The Emir Cup - the biggest football tournament in Qatar the Emir Cup was founded in 1972. Played out by all first and second division teams, the competition is contested via a knockout system. Al Sadd Football Club is the current titleholder, having won the 2020 edition of the tournament. The club is also the event's record holder, having lifted the Cup a total of seventeen times.
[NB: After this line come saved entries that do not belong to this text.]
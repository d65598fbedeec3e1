//! Isolation forest outlier scoring.
//!
//! Each tree recursively splits a random subsample on a random feature at a
//! uniformly random threshold until points are isolated or the depth limit
//! `ceil(log2(max_samples))` is hit. Points that isolate in few splits are
//! outliers.
//!
//! `score_samples` returns `-2^(-E[h(x)] / c(n))`, in `[-1, 0)`, lower meaning
//! more anomalous. `decision_function` shifts that by the contamination
//! quantile of the training scores so that negative values are outliers.

use rand::rngs::StdRng;
use rand::seq::{SliceRandom, index};
use rand::{Rng, SeedableRng};
use serde::{Deserialize, Serialize};

use crate::error::{EngineError, Result};
use crate::stats;

const EULER_GAMMA: f64 = 0.577_215_664_901_532_9;

/// Average path length of an unsuccessful BST search over `n` points.
fn average_path_length(n: usize) -> f64 {
    match n {
        0 | 1 => 0.0,
        2 => 1.0,
        _ => {
            let n = n as f64;
            2.0 * ((n - 1.0).ln() + EULER_GAMMA) - 2.0 * (n - 1.0) / n
        }
    }
}

#[derive(Debug, Clone, Serialize, Deserialize)]
enum Node {
    Leaf {
        size: usize,
    },
    Split {
        feature: usize,
        threshold: f64,
        left: usize,
        right: usize,
    },
}

/// A single isolation tree stored as a node arena; index 0 is the root.
#[derive(Debug, Clone, Serialize, Deserialize)]
pub struct IsolationTree {
    nodes: Vec<Node>,
}

impl IsolationTree {
    fn fit(data: &[Vec<f64>], sample: &[usize], max_depth: usize, rng: &mut StdRng) -> Self {
        let mut tree = Self { nodes: Vec::new() };
        tree.grow(data, sample.to_vec(), 0, max_depth, rng);
        tree
    }

    fn grow(
        &mut self,
        data: &[Vec<f64>],
        indices: Vec<usize>,
        depth: usize,
        max_depth: usize,
        rng: &mut StdRng,
    ) -> usize {
        let id = self.nodes.len();
        self.nodes.push(Node::Leaf {
            size: indices.len(),
        });

        if indices.len() <= 1 || depth >= max_depth {
            return id;
        }

        // Try features in random order, take the first one that is not constant here
        let n_features = data[indices[0]].len();
        let mut features: Vec<usize> = (0..n_features).collect();
        features.shuffle(rng);

        let split = features.into_iter().find_map(|feature| {
            let (lo, hi) = indices.iter().fold((f64::INFINITY, f64::NEG_INFINITY), |acc, &i| {
                (acc.0.min(data[i][feature]), acc.1.max(data[i][feature]))
            });
            (hi > lo).then_some((feature, lo, hi))
        });

        let Some((feature, lo, hi)) = split else {
            return id;
        };

        let threshold = lo + rng.random::<f64>() * (hi - lo);
        let (left_idx, right_idx): (Vec<usize>, Vec<usize>) =
            indices.into_iter().partition(|&i| data[i][feature] < threshold);

        let left = self.grow(data, left_idx, depth + 1, max_depth, rng);
        let right = self.grow(data, right_idx, depth + 1, max_depth, rng);
        self.nodes[id] = Node::Split {
            feature,
            threshold,
            left,
            right,
        };
        id
    }

    /// Path length of `x`, including the expected depth below a leaf.
    fn path_length(&self, x: &[f64]) -> f64 {
        let mut node = 0;
        let mut depth = 0.0;
        loop {
            match &self.nodes[node] {
                Node::Leaf { size } => return depth + average_path_length(*size),
                Node::Split {
                    feature,
                    threshold,
                    left,
                    right,
                } => {
                    node = if x[*feature] < *threshold { *left } else { *right };
                    depth += 1.0;
                }
            }
        }
    }
}

/// Parameters for fitting an [`IsolationForest`].
#[derive(Debug, Clone, Copy)]
pub struct ForestParams {
    pub n_estimators: usize,
    pub max_samples: usize,
    pub contamination: f64,
    pub seed: u64,
}

/// A fitted isolation forest.
#[derive(Debug, Clone, Serialize, Deserialize)]
pub struct IsolationForest {
    trees: Vec<IsolationTree>,
    sample_size: usize,
    n_features: usize,
    offset: f64,
}

impl IsolationForest {
    /// Fit the forest on a row-major matrix.
    pub fn fit(data: &[Vec<f64>], params: ForestParams) -> Result<Self> {
        if data.is_empty() {
            return Err(EngineError::computation("cannot fit isolation forest on empty data"));
        }
        let n_features = data[0].len();
        if n_features == 0 || data.iter().any(|row| row.len() != n_features) {
            return Err(EngineError::computation("ragged or empty feature matrix"));
        }
        if data.iter().flatten().any(|v| !v.is_finite()) {
            return Err(EngineError::computation("feature matrix contains non-finite values"));
        }

        let sample_size = params.max_samples.clamp(1, data.len());
        let max_depth = (sample_size as f64).log2().ceil().max(1.0) as usize;
        let mut rng = StdRng::seed_from_u64(params.seed);

        let trees = (0..params.n_estimators.max(1))
            .map(|_| {
                let sample = index::sample(&mut rng, data.len(), sample_size).into_vec();
                IsolationTree::fit(data, &sample, max_depth, &mut rng)
            })
            .collect();

        let mut forest = Self {
            trees,
            sample_size,
            n_features,
            offset: 0.0,
        };

        let training_scores = forest.score_samples(data)?;
        forest.offset = stats::quantile(&training_scores, params.contamination.clamp(0.0, 0.5));
        Ok(forest)
    }

    /// Raw scores in `[-1, 0)`, lower is more anomalous.
    pub fn score_samples(&self, data: &[Vec<f64>]) -> Result<Vec<f64>> {
        let norm = average_path_length(self.sample_size).max(f64::MIN_POSITIVE);
        data.iter()
            .map(|row| {
                if row.len() != self.n_features {
                    return Err(EngineError::computation(format!(
                        "expected {} features, got {}",
                        self.n_features,
                        row.len()
                    )));
                }
                let mean_depth = self.trees.iter().map(|t| t.path_length(row)).sum::<f64>()
                    / self.trees.len() as f64;
                Ok(-(2.0_f64.powf(-mean_depth / norm)))
            })
            .collect()
    }

    /// Scores shifted so that negative values are outliers.
    pub fn decision_function(&self, data: &[Vec<f64>]) -> Result<Vec<f64>> {
        Ok(self
            .score_samples(data)?
            .into_iter()
            .map(|s| s - self.offset)
            .collect())
    }

    /// Threshold subtracted from raw scores.
    pub fn offset(&self) -> f64 {
        self.offset
    }

    /// Number of fitted trees.
    pub fn n_trees(&self) -> usize {
        self.trees.len()
    }
}

#[cfg(test)]
mod tests {
    use super::*;

    fn params() -> ForestParams {
        ForestParams {
            n_estimators: 100,
            max_samples: 256,
            contamination: 0.1,
            seed: 42,
        }
    }

    fn cluster_with_outlier() -> Vec<Vec<f64>> {
        let mut data: Vec<Vec<f64>> = (0..60)
            .map(|i| {
                let x = (i % 10) as f64 * 0.1;
                let y = (i / 10) as f64 * 0.1;
                vec![x, y]
            })
            .collect();
        data.push(vec![25.0, 25.0]);
        data
    }

    #[test]
    fn test_average_path_length() {
        assert_eq!(average_path_length(1), 0.0);
        assert_eq!(average_path_length(2), 1.0);
        assert!(average_path_length(256) > average_path_length(16));
    }

    #[test]
    fn test_outlier_scores_lowest() {
        let data = cluster_with_outlier();
        let forest = IsolationForest::fit(&data, params()).unwrap();
        let scores = forest.score_samples(&data).unwrap();

        let outlier = *scores.last().unwrap();
        assert!(scores[..60].iter().all(|&s| s > outlier));
        assert!(scores.iter().all(|&s| (-1.0..0.0).contains(&s)));

        let decision = forest.decision_function(&data).unwrap();
        assert!(*decision.last().unwrap() < 0.0);
    }

    #[test]
    fn test_seeded_fit_is_deterministic() {
        let data = cluster_with_outlier();
        let a = IsolationForest::fit(&data, params()).unwrap();
        let b = IsolationForest::fit(&data, params()).unwrap();
        assert_eq!(a.score_samples(&data).unwrap(), b.score_samples(&data).unwrap());
        assert_eq!(a.n_trees(), 100);
    }

    #[test]
    fn test_constant_data_does_not_panic() {
        let data = vec![vec![1.0, 1.0]; 10];
        let forest = IsolationForest::fit(&data, params()).unwrap();
        let scores = forest.score_samples(&data).unwrap();
        assert!(scores.windows(2).all(|w| w[0] == w[1]));
    }

    #[test]
    fn test_rejects_wrong_width() {
        let forest = IsolationForest::fit(&cluster_with_outlier(), params()).unwrap();
        assert!(forest.score_samples(&[vec![1.0]]).is_err());
    }
}
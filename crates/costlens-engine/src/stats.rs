//! Descriptive statistics over `f64` slices.
//!
//! All functions return `0.0` for empty input rather than `NaN`.

/// Arithmetic mean.
pub fn mean(values: &[f64]) -> f64 {
    if values.is_empty() {
        return 0.0;
    }
    values.iter().sum::<f64>() / values.len() as f64
}

/// Sample standard deviation (n - 1 denominator). A single value has zero spread.
pub fn sample_std(values: &[f64]) -> f64 {
    if values.len() < 2 {
        return 0.0;
    }
    let m = mean(values);
    let ss: f64 = values.iter().map(|v| (v - m).powi(2)).sum();
    (ss / (values.len() - 1) as f64).sqrt()
}

/// Population standard deviation (n denominator).
pub fn population_std(values: &[f64]) -> f64 {
    if values.is_empty() {
        return 0.0;
    }
    let m = mean(values);
    let ss: f64 = values.iter().map(|v| (v - m).powi(2)).sum();
    (ss / values.len() as f64).sqrt()
}

/// Median.
pub fn median(values: &[f64]) -> f64 {
    quantile(values, 0.5)
}

/// Quantile with linear interpolation between closest ranks.
pub fn quantile(values: &[f64], q: f64) -> f64 {
    if values.is_empty() {
        return 0.0;
    }
    let mut sorted = values.to_vec();
    sorted.sort_by(|a, b| a.total_cmp(b));

    let q = q.clamp(0.0, 1.0);
    let pos = q * (sorted.len() - 1) as f64;
    let lower = pos.floor() as usize;
    let upper = pos.ceil() as usize;
    let frac = pos - lower as f64;
    sorted[lower] + (sorted[upper] - sorted[lower]) * frac
}

/// Inverse of the standard normal CDF (Acklam's rational approximation).
///
/// `p` is clamped to the open interval (0, 1).
pub fn normal_quantile(p: f64) -> f64 {
    const A: [f64; 6] = [
        -3.969_683_028_665_376e1,
        2.209_460_984_245_205e2,
        -2.759_285_104_469_687e2,
        1.383_577_518_672_69e2,
        -3.066_479_806_614_716e1,
        2.506_628_277_459_239,
    ];
    const B: [f64; 5] = [
        -5.447_609_879_822_406e1,
        1.615_858_368_580_409e2,
        -1.556_989_798_598_866e2,
        6.680_131_188_771_972e1,
        -1.328_068_155_288_572e1,
    ];
    const C: [f64; 6] = [
        -7.784_894_002_430_293e-3,
        -3.223_964_580_411_365e-1,
        -2.400_758_277_161_838,
        -2.549_732_539_343_734,
        4.374_664_141_464_968,
        2.938_163_982_698_783,
    ];
    const D: [f64; 4] = [
        7.784_695_709_041_462e-3,
        3.224_671_290_700_398e-1,
        2.445_134_137_142_996,
        3.754_408_661_907_416,
    ];
    const P_LOW: f64 = 0.02425;

    let p = p.clamp(1e-12, 1.0 - 1e-12);

    if p < P_LOW {
        let q = (-2.0 * p.ln()).sqrt();
        (((((C[0] * q + C[1]) * q + C[2]) * q + C[3]) * q + C[4]) * q + C[5])
            / ((((D[0] * q + D[1]) * q + D[2]) * q + D[3]) * q + 1.0)
    } else if p <= 1.0 - P_LOW {
        let q = p - 0.5;
        let r = q * q;
        (((((A[0] * r + A[1]) * r + A[2]) * r + A[3]) * r + A[4]) * r + A[5]) * q
            / (((((B[0] * r + B[1]) * r + B[2]) * r + B[3]) * r + B[4]) * r + 1.0)
    } else {
        let q = (-2.0 * (1.0 - p).ln()).sqrt();
        -(((((C[0] * q + C[1]) * q + C[2]) * q + C[3]) * q + C[4]) * q + C[5])
            / ((((D[0] * q + D[1]) * q + D[2]) * q + D[3]) * q + 1.0)
    }
}

/// Round to one decimal.
pub fn round1(value: f64) -> f64 {
    (value * 10.0).round() / 10.0
}

/// Round to cents.
pub fn round2(value: f64) -> f64 {
    (value * 100.0).round() / 100.0
}

/// Round to three decimals.
pub fn round3(value: f64) -> f64 {
    (value * 1000.0).round() / 1000.0
}
#[test]
fn test_budget_scenarios() {
    let optimizer = ResourceOptimizer::default();

    let small = optimizer.optimize_for_budget(200_000.0, 250_000.0);
    assert_eq!(small.budget_category, BudgetCategory::Small);

    let enterprise = optimizer.optimize_for_budget(6_000_000.0, 7_000_000.0);
    assert_eq!(enterprise.budget_category, BudgetCategory::Enterprise);
    assert!(enterprise.cost_reduction_percentage >= 35.0);
    assert_eq!(enterprise.annual_savings, enterprise.projected_monthly_savings * 12.0);
}

#[test]
fn test_rightsizing_and_storage_scenarios() {
    let optimizer = ResourceOptimizer::default();

    let idle = ComputeInstance::new("i-idle", "aws", "m5.4xlarge", 25.0, 30.0, 560.16);
    let busy = ComputeInstance::new("i-busy", "aws", "m5.4xlarge", 75.0, 80.0, 560.16);
    let recs = optimizer.rightsizing_recommendations(&[idle.clone()]);
    assert_eq!(recs.len(), 1);
    assert!(recs[0].monthly_savings > 0.0);

    // A busy instance either gets no recommendation or a less confident one
    let busy_recs = optimizer.rightsizing_recommendations(&[busy]);
    if let Some(busy_rec) = busy_recs.first() {
        assert!(recs[0].confidence > busy_rec.confidence);
    }

    let cold = StorageResource::new("bucket-cold", "aws", "standard", 45, 245.80, 10_691.0);
    let warm = StorageResource::new("bucket-warm", "aws", "standard", 15, 245.80, 10_691.0);
    let storage = optimizer.storage_recommendations(&[cold, warm]);
    assert_eq!(storage.len(), 1);
    assert_eq!(storage[0].resource_id, "bucket-cold");
    assert_eq!(storage[0].recommendation_type, RecommendationType::StorageOptimization);
}

#[test]
fn test_catalog_files_replace_builtin_tables() {
    let catalog = write_temp(
        r#"
aws:
  - { name: c.small, cpu: 2, memory_gb: 4, monthly_cost: 50.0 }
  - { name: c.medium, cpu: 8, memory_gb: 32, monthly_cost: 280.0 }
  - { name: c.large, cpu: 16, memory_gb: 64, monthly_cost: 560.16 }
"#,
    );
    let pricing = write_temp(
        r#"
aws:
  - { class: hot, max_days: 10, price_per_gb: 0.02 }
  - { class: glacier, price_per_gb: 0.001 }
"#,
    );

    let optimizer = ResourceOptimizer::new(OptimizerConfig::default())
        .with_catalog(InstanceCatalog::from_yaml_file(catalog.path()).unwrap())
        .with_storage_pricing(StoragePricing::from_yaml_file(pricing.path()).unwrap());

    let recs = optimizer.rightsizing_recommendations(&[ComputeInstance::new(
        "i-1", "aws", "c.large", 25.0, 30.0, 560.16,
    )]);
    assert_eq!(recs.len(), 1);
    assert_eq!(recs[0].projected_cost, 280.0);

    // Built-in type names no longer resolve
    assert!(optimizer
        .rightsizing_recommendations(&[ComputeInstance::new(
            "i-2", "aws", "m5.4xlarge", 25.0, 30.0, 560.16,
        )])
        .is_empty());

    let storage = optimizer.storage_recommendations(&[StorageResource::new(
        "bucket", "aws", "hot", 30, 200.0, 10_000.0,
    )]);
    assert_eq!(storage.len(), 1);
    assert_eq!(storage[0].projected_cost, 10.0);
}

#[test]
fn test_engine_config_from_file() {
    let catalog = write_temp("aws:\n  - { name: only, cpu: 4, memory_gb: 16, monthly_cost: 100.0 }\n");
    let config_file = write_temp(&format!(
        "anomaly:\n  contamination: 0.05\noptimizer:\n  max_clusters: 2\ninstance_catalog: {}\n",
        catalog.path().display()
    ));

    let config = EngineConfig::from_yaml_file(config_file.path()).unwrap();
    assert_eq!(config.anomaly.contamination, 0.05);
    assert_eq!(config.detector().config().contamination, 0.05);
    assert_eq!(config.forecaster().config().interval_width, 0.8);

    let optimizer = config.optimizer().unwrap();
    assert_eq!(optimizer.config().max_clusters, 2);
    assert!(optimizer
        .rightsizing_recommendations(&[ComputeInstance::new(
            "i-1", "aws", "m5.4xlarge", 25.0, 30.0, 560.16,
        )])
        .is_empty());
}

#[test]
fn test_report_skips_malformed_entries() {
    let inventory = ResourceInventory {
        instances: vec![
            ComputeInstance::new("i-nan-cpu", "aws", "m5.4xlarge", f64::NAN, 30.0, 560.16),
            ComputeInstance::new("i-idle", "aws", "m5.4xlarge", 25.0, 30.0, 560.16),
            ComputeInstance::new("i-neg-cost", "aws", "m5.4xlarge", 25.0, 30.0, -10.0),
        ],
        storage: vec![
            StorageResource::new("bucket-nan", "aws", "standard", 45, f64::NAN, 10_691.0),
            StorageResource::new("bucket-cold", "aws", "standard", 45, 245.80, 10_691.0),
            StorageResource::new("bucket-neg", "aws", "standard", 45, 245.80, -1.0),
        ],
        utilization: Vec::new(),
    };

    let report = ResourceOptimizer::default().generate_report(&inventory);

    assert_eq!(report.rightsizing_count, 1);
    assert_eq!(report.storage_count, 1);
    let ids: Vec<&str> = report.recommendations.iter().map(|r| r.resource_id.as_str()).collect();
    assert!(ids.contains(&"i-idle"));
    assert!(ids.contains(&"bucket-cold"));
    assert!(report.recommendations.iter().all(|r| r.monthly_savings.is_finite()));
    assert!(report.total_potential_savings.is_finite());
    assert!(report.total_potential_savings > 0.0);
}

#[test]
fn test_report_over_inventory() {
    let mut utilization: Vec<ResourceUtilization> = (0..5)
        .map(|i| {
            ResourceUtilization::new(format!("web-{}", i), 55.0 + i as f64, 60.0)
                .with_io(120.0, 40.0)
                .with_monthly_cost(300.0)
        })
        .collect();
    utilization.extend((0..5).map(|i| {
        ResourceUtilization::new(format!("batch-{}", i), 8.0 + i as f64, 12.0)
            .with_io(5.0, 2.0)
            .with_monthly_cost(450.0)
    }));

    let inventory = ResourceInventory {
        instances: vec![ComputeInstance::new("i-idle", "aws", "m5.4xlarge", 25.0, 30.0, 560.16)],
        storage: vec![StorageResource::new("bucket-cold", "aws", "standard", 45, 245.80, 10_691.0)],
        utilization,
    };

    let optimizer = ResourceOptimizer::new(OptimizerConfig::default().with_max_clusters(2));
    let report = optimizer.generate_report(&inventory);

    assert_eq!(report.rightsizing_count, 1);
    assert_eq!(report.storage_count, 1);
    assert_eq!(report.reserved_instance_count, 5);
    assert_eq!(report.recommendations.len(), 7);
    assert!(report
        .recommendations
        .windows(2)
        .all(|w| w[0].monthly_savings >= w[1].monthly_savings));

    let total: f64 = report.recommendations.iter().map(|r| r.monthly_savings).sum();
    assert!((report.total_potential_savings - total).abs() < 0.01);

    assert!(!report.utilization.used_fallback);
    assert_eq!(report.utilization.recommendations.len(), 5);
    assert!(report
        .utilization
        .recommendations
        .iter()
        .all(|r| r.resource_id.starts_with("batch-")));

    let json = serde_json::to_string(&report).unwrap();
    assert!(json.contains("\"recommendation_type\":\"reserved_instance\""));
}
The Sheikh Jassim Cup - inaugurated in 1977, the annual super cup competition is held as the season's opening event. Contested by the previous season's winners of the Qatar Stars League and the Emir Cup, the competition is a straight head-to-head match. The 2020/21 Cup will see Al Duhail Sports Club (QSL winner 2019/20) and Al Sadd Football Club (Emir Cup 2020 winner) battle for the title. Al Sadd is the Cup's most successful club, having won the event fifteen times to date.
The Qatar Cup - previously the Qatar Crown Prince Cup until 2013, the Qatar Cup was established in 1994. Designed as a super cup competition, the event invites the top four QSL teams to face one another in a straight knockout tournament at the end of the season. Current 2021 champions Al Sadd is the Cup's most prolific winner; the club has won the event a total of eight times.
The Ooredoo Cup - founded in 2009, the Qatari Stars Cup, or Ooredoo Cup for sponsorship reasons, is a relative newcomer to the calendar of the annual competitions. The knockout competition involves the First Division teams only and follows a round-robin league structure, with teams split into two groups. The idea behind the Cup's creation is to provide squads with more competitive games during the season. Teams may use first-team players, under-23s and under-19s, allowing many to build on their competitive experience. Al Sadd is the current Cup champion, though Al Gharrafa has won the event on most occasions.
Domestic teams may also, dependent on qualification, participate in the annual continental competitions, the Asian Football Confederation’s (AFC) Champions League and Asian Cup, and the GCC Champions League.
A Bright Future
Qatar's domestic football has steadily developed over the years in line with the QFA's vision and, of course, the country's National Vision and plans as host of the FIFA 2022 World Cup. More people now play football across the nation than ever before and from all social groups. There are also more opportunities for playing sport, especially football, as clubs and academies and training facilities spring up - not just for elite sportspersons but for everyone. Domestic football at all levels in Qatar is thriving in 2021.